:: WHAT IS REQUIRED ::
Using the records that follow, copy every line containing the word "count".
━━━━━ SUPPLIED ENTRIES ━━━━━
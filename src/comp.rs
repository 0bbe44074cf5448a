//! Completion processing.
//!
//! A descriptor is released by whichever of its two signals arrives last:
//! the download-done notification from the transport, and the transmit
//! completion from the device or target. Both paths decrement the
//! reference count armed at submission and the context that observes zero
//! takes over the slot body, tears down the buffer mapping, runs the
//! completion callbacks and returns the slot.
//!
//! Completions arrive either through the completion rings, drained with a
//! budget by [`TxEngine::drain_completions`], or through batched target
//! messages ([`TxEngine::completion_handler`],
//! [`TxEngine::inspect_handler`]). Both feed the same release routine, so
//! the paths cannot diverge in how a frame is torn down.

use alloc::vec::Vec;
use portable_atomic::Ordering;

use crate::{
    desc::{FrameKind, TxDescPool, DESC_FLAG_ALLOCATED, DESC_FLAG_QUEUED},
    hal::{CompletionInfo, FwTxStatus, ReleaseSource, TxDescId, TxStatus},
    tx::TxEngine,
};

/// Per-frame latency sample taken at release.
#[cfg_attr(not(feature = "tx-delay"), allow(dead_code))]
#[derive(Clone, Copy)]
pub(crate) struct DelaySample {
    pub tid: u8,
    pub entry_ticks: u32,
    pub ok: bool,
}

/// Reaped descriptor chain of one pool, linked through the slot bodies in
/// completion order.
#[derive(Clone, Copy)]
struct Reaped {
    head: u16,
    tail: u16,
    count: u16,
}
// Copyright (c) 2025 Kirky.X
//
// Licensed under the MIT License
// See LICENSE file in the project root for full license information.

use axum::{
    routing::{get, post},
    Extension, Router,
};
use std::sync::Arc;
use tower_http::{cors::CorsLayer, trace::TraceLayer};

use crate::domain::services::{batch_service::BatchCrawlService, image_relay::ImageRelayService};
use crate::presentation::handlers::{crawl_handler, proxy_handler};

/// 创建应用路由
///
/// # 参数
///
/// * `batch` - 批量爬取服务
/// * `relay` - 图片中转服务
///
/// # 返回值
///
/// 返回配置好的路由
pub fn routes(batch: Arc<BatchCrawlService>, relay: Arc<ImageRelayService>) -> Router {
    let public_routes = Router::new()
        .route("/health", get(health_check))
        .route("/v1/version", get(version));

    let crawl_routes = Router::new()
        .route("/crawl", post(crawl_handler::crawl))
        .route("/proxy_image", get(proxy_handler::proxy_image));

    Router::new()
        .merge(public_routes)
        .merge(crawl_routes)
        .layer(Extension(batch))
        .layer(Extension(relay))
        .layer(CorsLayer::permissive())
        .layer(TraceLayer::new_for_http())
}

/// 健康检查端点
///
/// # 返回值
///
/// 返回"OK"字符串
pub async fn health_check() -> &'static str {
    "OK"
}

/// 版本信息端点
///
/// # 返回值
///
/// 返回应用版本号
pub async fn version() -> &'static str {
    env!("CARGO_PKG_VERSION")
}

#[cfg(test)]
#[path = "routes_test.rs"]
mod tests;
━━━━━
:: EXERCISE RESULT ::
//! reference count armed at submission and the context that observes zero
    count: u16,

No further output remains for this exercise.